The decimal numbers between 0 and 1 are infinite.
because we would have to start with the smallest possible closest to 0. and as u can see
0.0000000000000000000000000000000000000000000
0000000000000000000000000001
Where do we find the .000001???? we cant. Therefore just right there u can see that there are an infinite amount of numbers between 0 and 1.
Since there are infinitely numbers between the 0 and 1 its uncountable.
Now how to Prove it formally, I'm not extactly sure. But basically take what I said and make it formal by putting it in the format of a proof.
For Example The smallest # after 0 is 0.1^inifinite power.
Therefore being uncountable.
2006-09-24 16:43:23 · answer #2 · answered by Johnny 531 2 · 1⤊ 1⤋
The entire set of real numbers is uncountable. It is possible to devise a mapping of (0, 1) onto (0, infinity) which is one-to-one and onto.
2006-09-24 16:40:36 · answer #3 · answered by Anonymous · 0⤊ 0⤋
The continuum hypothesis states that there is no cardinal variety which lies strictly between the cardinality of the integers and the cardinality of the genuine numbers. The continuum hypothesis is per the similar old axioms of set idea. The NEGATION of the continuum hypothesis is likewise per the similar old axioms of set idea. those 2 info at the same time (that are deep theorems) mean that the continuum hypothesis can not be proved, nor disproved in the similar old axioms of set idea. Your problem 2 asks you to instruct the continuum hypothesis (as others talked about). I only had to remark further with regard to the independence of the continuum hypothesis from the different axioms of set idea. I have not heard the continuum hypothesis said as an axiom earlier -- i don't think of it somewhat is favourite. yet there are a lot of theorems of the kind: assuming the continuum hypothesis, then such and such is real ..
2016-11-23 20:08:44 · answer #4 · answered by Anonymous · 0⤊ 0⤋
Well, [0,1] is certainly infinite. So suppose it is countably infinite and listed as a_1, a_2, a_3, ....
Pick a closed interval I_1 that is a subset of [0,1] and does not contain a_1. Then find a closed interval I_2 that is a subset of I_1 and does not contain a_2. Keep going like this. Then the intersection of all of these closed intervals is non-empty (take the least upper bound of the left-hand endpoints) but contains none of the a_n. This is a contradiction to the assumption that [0,1] is listed by all the a_n. Thus [0,1] is uncountable.

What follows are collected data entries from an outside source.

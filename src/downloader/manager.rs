use crate::downloader::{
    DownloadOutcome, DownloadRequest, Extractor, FormatSelection, JobState, MediaType,
    ProgressRegistry, Quality, VideoSummary,
};
use crate::errors::{AppError, Result};
use crate::security::InputValidator;
use crate::utils::{ensure_dir_exists, generate_download_id};
use std::path::PathBuf;
use std::sync::Arc;

/// Validates requests, runs them through the extractor and keeps the job
/// registry current. Cheap to clone; clones share the registry.
#[derive(Clone)]
pub struct DownloadManager {
    extractor: Arc<dyn Extractor>,
    registry: ProgressRegistry,
    download_path: PathBuf,
    validator: InputValidator,
}

impl DownloadManager {
    pub fn new(
        extractor: Arc<dyn Extractor>,
        registry: ProgressRegistry,
        download_path: PathBuf,
    ) -> Self {
        log::info!(
            "Download manager using {} extractor, writing to {:?}",
            extractor.name(),
            download_path
        );
        Self {
            extractor,
            registry,
            download_path,
            validator: InputValidator::new(),
        }
    }

    /// Turns raw form/JSON fields into a request. A missing media type means
    /// video; a missing quality means the media type's default.
    pub fn validate(
        &self,
        url: &str,
        media_type: Option<&str>,
        quality: Option<&str>,
    ) -> Result<DownloadRequest> {
        let url = self.validator.validate_url(url)?;

        let media_type = match media_type.map(str::trim).filter(|s| !s.is_empty()) {
            Some(value) => value.parse::<MediaType>()?,
            None => MediaType::Video,
        };

        let quality = match quality.map(str::trim).filter(|s| !s.is_empty()) {
            Some(value) => Quality::parse(media_type, value)?,
            None => media_type.default_quality(),
        };

        Ok(DownloadRequest {
            url: url.to_string(),
            quality,
        })
    }

    pub async fn fetch_info(&self, url: &str) -> Result<VideoSummary> {
        let url = self.validator.validate_url(url)?;
        self.extractor.fetch_info(url.as_str()).await
    }

    async fn prepare_destination(&self) -> Result<()> {
        ensure_dir_exists(&self.download_path).await.map_err(|e| {
            AppError::Environment(format!(
                "Could not create download path {:?}: {}",
                self.download_path, e
            ))
        })?;
        self.validator.validate_download_path(&self.download_path)
    }

    /// Runs a registered job to completion and records its terminal state.
    async fn run_job(&self, job_id: &str, request: &DownloadRequest) -> Result<DownloadOutcome> {
        let result = self.execute(job_id, request).await;

        match &result {
            Ok(outcome) => {
                log::info!("Job {} completed: {:?}", job_id, outcome.destination);
                self.registry
                    .set(
                        job_id,
                        JobState::Completed {
                            filename: outcome.destination.to_string_lossy().to_string(),
                        },
                    )
                    .await;
            }
            Err(e) => {
                log::error!("Job {} failed: {}", job_id, e);
                self.registry
                    .set(job_id, JobState::Error { error: e.user_message() })
                    .await;
            }
        }

        result
    }

    async fn execute(&self, job_id: &str, request: &DownloadRequest) -> Result<DownloadOutcome> {
        self.prepare_destination().await?;

        let selection = FormatSelection::for_quality(request.quality);
        log::info!(
            "Job {}: {} {} as '{}'",
            job_id,
            request.media_type(),
            request.url,
            selection.selector
        );

        let destination = self
            .extractor
            .download(
                &request.url,
                &selection,
                &self.download_path,
                self.registry.sink(job_id),
            )
            .await?;

        Ok(DownloadOutcome {
            job_id: job_id.to_string(),
            destination,
        })
    }

    /// Downloads in the caller's task and returns once the file is written.
    pub async fn download(&self, request: &DownloadRequest) -> Result<DownloadOutcome> {
        let job_id = generate_download_id();
        self.registry.set(&job_id, JobState::Starting).await;
        self.run_job(&job_id, request).await
    }

    /// Registers a job, runs it on a background task and returns its id.
    pub async fn start(&self, request: DownloadRequest) -> Result<String> {
        let job_id = generate_download_id();
        self.registry.set(&job_id, JobState::Starting).await;

        let manager = self.clone();
        let id = job_id.clone();
        tokio::spawn(async move {
            // The outcome is recorded in the registry by run_job.
            let _ = manager.run_job(&id, &request).await;
        });

        Ok(job_id)
    }

    pub async fn progress(&self, job_id: &str) -> JobState {
        self.registry.get(job_id).await
    }
}
use clap::Parser;
use serde::{Deserialize, Serialize};
use std::net::{IpAddr, SocketAddr};
use std::path::PathBuf;
use crate::errors::{AppError, Result};

/// Command-line flags. Anything set here wins over the config file and the
/// `YTDL_WEB_*` environment variables.
#[derive(Debug, Default, Parser)]
#[command(name = "ytdl-web", version, about = "Download video and audio through yt-dlp from a browser")]
pub struct CliArgs {
    /// Config file (toml, json or yaml). Defaults to <config dir>/ytdl-web/config.*
    #[arg(short, long)]
    pub config: Option<PathBuf>,

    /// Address to listen on
    #[arg(long)]
    pub host: Option<String>,

    /// Port to listen on
    #[arg(short, long)]
    pub port: Option<u16>,

    /// Directory downloads are written to
    #[arg(short = 'o', long)]
    pub download_path: Option<PathBuf>,

    /// yt-dlp executable
    #[arg(long)]
    pub ytdlp_path: Option<String>,

    /// ffmpeg executable or the directory holding it
    #[arg(long)]
    pub ffmpeg_location: Option<PathBuf>,
}

#[derive(Debug, Serialize, Deserialize, Clone)]
pub struct AppConfig {
    pub host: String,
    pub port: u16,
    pub download_path: PathBuf,
    pub ytdlp_path: String,
    #[serde(default)]
    pub ffmpeg_location: Option<PathBuf>,
    pub retries: u32,
    pub concurrent_fragments: u32,
    pub socket_timeout_secs: u64,
    pub job_ttl_secs: u64,
    pub max_jobs: u64,
}

impl Default for AppConfig {
    fn default() -> Self {
        Self {
            host: "127.0.0.1".to_string(),
            port: 5000,
            download_path: default_download_path(),
            ytdlp_path: "yt-dlp".to_string(),
            ffmpeg_location: None,
            retries: 3,
            concurrent_fragments: 3,
            socket_timeout_secs: 30,
            job_ttl_secs: 3600,
            max_jobs: 1000,
        }
    }
}

/// The user's Downloads folder, or `./downloads` when the platform has none.
pub fn default_download_path() -> PathBuf {
    dirs::download_dir().unwrap_or_else(|| PathBuf::from("./downloads"))
}

impl AppConfig {
    /// Layers defaults, the config file, `YTDL_WEB_*` variables and the
    /// command line, in that order.
    pub fn load(args: &CliArgs) -> Result<Self> {
        let defaults = AppConfig::default();

        let mut builder = config::Config::builder()
            .set_default("host", defaults.host)?
            .set_default("port", defaults.port as i64)?
            .set_default("download_path", defaults.download_path.to_string_lossy().to_string())?
            .set_default("ytdlp_path", defaults.ytdlp_path)?
            .set_default("retries", defaults.retries as i64)?
            .set_default("concurrent_fragments", defaults.concurrent_fragments as i64)?
            .set_default("socket_timeout_secs", defaults.socket_timeout_secs as i64)?
            .set_default("job_ttl_secs", defaults.job_ttl_secs as i64)?
            .set_default("max_jobs", defaults.max_jobs as i64)?;

        builder = match &args.config {
            Some(path) => builder.add_source(config::File::from(path.clone()).required(true)),
            None => match Self::default_config_file() {
                Some(path) => builder.add_source(
                    config::File::with_name(&path.to_string_lossy()).required(false),
                ),
                None => builder,
            },
        };

        let builder = builder
            .add_source(config::Environment::with_prefix("YTDL_WEB"))
            .set_override_option("host", args.host.clone())?
            .set_override_option("port", args.port.map(|p| p as i64))?
            .set_override_option(
                "download_path",
                args.download_path.as_ref().map(|p| p.to_string_lossy().to_string()),
            )?
            .set_override_option("ytdlp_path", args.ytdlp_path.clone())?
            .set_override_option(
                "ffmpeg_location",
                args.ffmpeg_location.as_ref().map(|p| p.to_string_lossy().to_string()),
            )?;

        let config: AppConfig = builder.build()?.try_deserialize()?;
        config.validate()?;
        Ok(config)
    }

    fn default_config_file() -> Option<PathBuf> {
        dirs::config_dir().map(|dir| dir.join("ytdl-web").join("config"))
    }

    fn validate(&self) -> Result<()> {
        if self.ytdlp_path.trim().is_empty() {
            return Err(AppError::Config(config::ConfigError::Message(
                "ytdlp_path cannot be empty".to_string(),
            )));
        }
        if self.job_ttl_secs == 0 {
            return Err(AppError::Config(config::ConfigError::Message(
                "job_ttl_secs must be greater than zero".to_string(),
            )));
        }
        if self.max_jobs == 0 {
            return Err(AppError::Config(config::ConfigError::Message(
                "max_jobs must be greater than zero".to_string(),
            )));
        }
        self.bind_addr().map(|_| ())
    }

    pub fn bind_addr(&self) -> Result<SocketAddr> {
        let ip: IpAddr = self.host.parse().map_err(|e| {
            AppError::Config(config::ConfigError::Message(format!(
                "Invalid host '{}': {}",
                self.host, e
            )))
        })?;
        Ok(SocketAddr::new(ip, self.port))
    }
}

#[cfg(test)]
mod tests {
    use super::*;
    use std::io::Write;

    #[test]
    fn defaults_match_download_tuning() {
        let config = AppConfig::default();
        assert_eq!(config.port, 5000);
        assert_eq!(config.retries, 3);
        assert_eq!(config.concurrent_fragments, 3);
        assert!(config.ffmpeg_location.is_none());
    }

    #[test]
    fn file_and_flags_are_layered() {
        let mut file = tempfile::Builder::new().suffix(".toml").tempfile().unwrap();
        writeln!(file, "port = 8080\nretries = 5\ndownload_path = \"/srv/media\"").unwrap();

        let args = CliArgs {
            config: Some(file.path().to_path_buf()),
            port: Some(9090),
            ..Default::default()
        };
        let config = AppConfig::load(&args).unwrap();

        assert_eq!(config.port, 9090);
        assert_eq!(config.retries, 5);
        assert_eq!(config.download_path, PathBuf::from("/srv/media"));
        assert_eq!(config.ytdlp_path, "yt-dlp");
    }

    #[test]
    fn bad_host_is_rejected() {
        let config = AppConfig {
            host: "not an address".to_string(),
            ..AppConfig::default()
        };
        assert!(matches!(config.bind_addr(), Err(AppError::Config(_))));
    }

    #[test]
    fn zero_job_limits_are_rejected() {
        let no_jobs = AppConfig {
            max_jobs: 0,
            ..AppConfig::default()
        };
        assert!(matches!(no_jobs.validate(), Err(AppError::Config(_))));

        let no_ttl = AppConfig {
            job_ttl_secs: 0,
            ..AppConfig::default()
        };
        assert!(matches!(no_ttl.validate(), Err(AppError::Config(_))));

        assert!(AppConfig::default().validate().is_ok());
    }
}
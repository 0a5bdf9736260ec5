use crate::errors::Result;
use log::info;

/// Creates a directory if it doesn't exist
pub async fn ensure_dir_exists(path: &std::path::Path) -> Result<()> {
    if !path.exists() {
        tokio::fs::create_dir_all(path).await?;
        info!("Created directory: {:?}", path);
    }
    Ok(())
}

/// Generates a unique ID for downloads, e.g. `download_20240102_153000_1a2b3c4d`
pub fn generate_download_id() -> String {
    let stamp = chrono::Local::now().format("%Y%m%d_%H%M%S");
    let unique = uuid::Uuid::new_v4().simple().to_string();
    format!("download_{}_{}", stamp, &unique[..8])
}

/// Escapes text for use inside HTML element content and quoted attributes.
pub fn escape_html(text: &str) -> String {
    let mut out = String::with_capacity(text.len());
    for c in text.chars() {
        match c {
            '&' => out.push_str("&amp;"),
            '<' => out.push_str("&lt;"),
            '>' => out.push_str("&gt;"),
            '"' => out.push_str("&quot;"),
            '\'' => out.push_str("&#39;"),
            c => out.push(c),
        }
    }
    out
}
//! Repository abstractions for data access.
//!
//! Repositories provide a clean interface for database operations,
//! hiding the `SeaORM` implementation details from the rest of the application.

pub mod settlement;
pub mod transaction;
pub mod user;
pub mod wallet;

pub use settlement::{SettlementError, SettlementProcessor};
pub use transaction::{TransactionError, TransactionRepository};
pub use user::UserRepository;
pub use wallet::{WalletError, WalletRepository};
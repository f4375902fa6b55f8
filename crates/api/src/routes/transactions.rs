//! Transaction submission and approval routes.

use axum::{
    Json, Router,
    extract::{Path, State},
    http::StatusCode,
    response::{IntoResponse, Response},
    routing::post,
};
use rust_decimal::Decimal;
use serde::{Deserialize, Serialize};
use tracing::{error, info};
use uuid::Uuid;

use crate::AppState;
use tesora_core::ledger;
use tesora_db::{
    TransactionRepository, entities::transactions, repositories::TransactionError,
};

use super::error_response;

/// Creates the transaction routes.
pub fn routes() -> Router<AppState> {
    Router::new()
        .route("/transactions", post(create_transaction))
        .route(
            "/transactions/{transaction_id}/approve",
            post(approve_transaction),
        )
}

// ============================================================================
// Request/Response Types
// ============================================================================

/// Request body for submitting a transaction.
#[derive(Debug, Deserialize)]
#[serde(rename_all = "camelCase")]
pub struct CreateTransactionRequest {
    /// Target wallet ID.
    pub wallet_id: Uuid,
    /// Transaction amount.
    pub amount: Decimal,
    /// DEBIT or CREDIT.
    pub transaction_type: ledger::TransactionKind,
}

/// Response for a transaction.
#[derive(Debug, Serialize)]
#[serde(rename_all = "camelCase")]
pub struct TransactionResponse {
    /// Transaction ID.
    pub id: Uuid,
    /// Wallet the transaction belongs to.
    pub wallet_id: Uuid,
    /// Transaction amount.
    pub amount: Decimal,
    /// DEBIT or CREDIT.
    pub transaction_type: ledger::TransactionKind,
    /// Stored outcome of the validation pipeline.
    pub status: ledger::TransactionStatus,
    /// Rejection message, when the pipeline stored one.
    pub message: Option<String>,
    /// Created at timestamp.
    pub created_at: String,
}

impl From<transactions::Model> for TransactionResponse {
    fn from(model: transactions::Model) -> Self {
        Self {
            id: model.id,
            wallet_id: model.wallet_id,
            amount: model.amount,
            transaction_type: model.kind.into(),
            status: model.status.into(),
            message: model.message,
            created_at: model.created_at.to_rfc3339(),
        }
    }
}

// ============================================================================
// Route Handlers
// ============================================================================

/// POST `/transactions` - Run a transaction through the validation pipeline.
///
/// A rejected transaction is still a 200: the outcome is stored on the row
/// and reported in `status` and `message`.
async fn create_transaction(
    State(state): State<AppState>,
    Json(payload): Json<CreateTransactionRequest>,
) -> impl IntoResponse {
    let repo = transaction_repository(&state);

    match repo
        .create_transaction(payload.wallet_id, payload.transaction_type, payload.amount)
        .await
    {
        Ok(transaction) => {
            info!(
                transaction_id = %transaction.id,
                wallet_id = %transaction.wallet_id,
                status = ?transaction.status,
                "Transaction recorded"
            );
            (StatusCode::OK, Json(TransactionResponse::from(transaction))).into_response()
        }
        Err(e) => transaction_error(&e),
    }
}

/// POST `/transactions/{transaction_id}/approve` - Manually approve a held
/// transaction, queueing it for batch settlement.
async fn approve_transaction(
    State(state): State<AppState>,
    Path(transaction_id): Path<Uuid>,
) -> impl IntoResponse {
    let repo = transaction_repository(&state);

    match repo.approve_transaction(transaction_id).await {
        Ok(transaction) => {
            info!(transaction_id = %transaction.id, "Transaction approved");
            (StatusCode::OK, Json(TransactionResponse::from(transaction))).into_response()
        }
        Err(e) => transaction_error(&e),
    }
}

/// Builds a transaction repository from the shared state.
fn transaction_repository(state: &AppState) -> TransactionRepository {
    TransactionRepository::new(
        (*state.db).clone(),
        state.config.ledger.approval_threshold,
        state.config.database.lock_timeout_ms,
    )
}

/// Maps a repository failure onto the error body, logging driver errors.
fn transaction_error(err: &TransactionError) -> Response {
    if let TransactionError::Database(db_err) = err {
        error!(error = %db_err, "Database error handling transaction");
    }
    error_response(
        err.status_code(),
        err.error_code(),
        &err.to_string(),
        err.reason(),
    )
}

#[cfg(test)]
mod tests {
    use super::*;
    use rust_decimal_macros::dec;
    use serde_json::json;
    use tesora_db::entities::sea_orm_active_enums::{
        TransactionKind as StoredKind, TransactionStatus as StoredStatus,
    };

    #[test]
    fn test_request_accepts_camel_case_payload() {
        let wallet_id = Uuid::new_v4();
        let payload = json!({
            "walletId": wallet_id,
            "amount": "250.50",
            "transactionType": "DEBIT",
        });

        let request: CreateTransactionRequest =
            serde_json::from_value(payload).expect("Payload should deserialize");

        assert_eq!(request.wallet_id, wallet_id);
        assert_eq!(request.amount, dec!(250.50));
        assert_eq!(request.transaction_type, ledger::TransactionKind::Debit);
    }

    #[test]
    fn test_request_rejects_unknown_transaction_type() {
        let payload = json!({
            "walletId": Uuid::new_v4(),
            "amount": "10",
            "transactionType": "TRANSFER",
        });

        let result: Result<CreateTransactionRequest, _> = serde_json::from_value(payload);

        assert!(result.is_err());
    }

    #[test]
    fn test_response_uses_wire_field_names() {
        let created_at: sea_orm::prelude::DateTimeWithTimeZone = "2026-01-05T08:30:00Z"
            .parse()
            .expect("Timestamp should parse");
        let model = transactions::Model {
            id: Uuid::new_v4(),
            wallet_id: Uuid::new_v4(),
            kind: StoredKind::Debit,
            status: StoredStatus::AwaitingApproval,
            amount: dec!(1500),
            message: None,
            created_at,
            updated_at: created_at,
        };

        let body = serde_json::to_value(TransactionResponse::from(model))
            .expect("Response should serialize");

        assert_eq!(body["transactionType"], "DEBIT");
        assert_eq!(body["status"], "AWAITING_APPROVAL");
        assert!(body["walletId"].is_string());
        assert!(body["createdAt"].is_string());
        assert!(body["message"].is_null());
    }
}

The Cantor diagonalization argument works also, but this one is a bit closer to the axioms for the real numbers. Just knowing that [0,1] is infinite is just not enough. ou have to show it is not countably infinite.
2006-09-25 01:29:19 · answer #5 · answered by mathematician 7 · 0⤊ 0⤋
Yep, that is what Cantor did. Any such number can be written in the form 0.(a1)(a2)(a3)....... where (a1), (a2) denotesingle digit numbers which can be 0,1,....,9. Now assume this set of real numbers is countable, then we can list them as
X1=0.(a11)(a12)(a13).....
X2=0.(a21)(a22)(a23).....
X3=0.(a31)(a32)(a33)...
....
Now we will construct a number X=0.(b1)(b2)(b3)... which can not be on this list. For this we will set bN to be a single digit number which is not equal to aNN. Say one more than aNN if aNN is not 9 and 0 if aNN is 9. Then X is not on the given list. Why? Because X is different from any XN at the N-th decimal digit. So it is different from all the numbers in the list yielding a contradiction.
2006-09-24 16:41:34 · answer #6 · answered by firat c 4 · 1⤊ 0⤋
you just need a bijection between that interval and the real numbers themselves.
2006-09-24 16:39:13 · answer #7 · answered by Anonymous · 0⤊ 0⤋
Use "Cantor diagonal argument". Read the link below for a nice proof.
2006-09-24 16:39:08 · answer #8 · answered by Kris 1 · 1⤊ 1⤋
What is there to prove? The numbers between any two other numbers are infinite.
Forza JUVE!!!!!
2006-09-24 16:34:31 · answer #9 · answered by Anonymous · 0⤊ 3⤋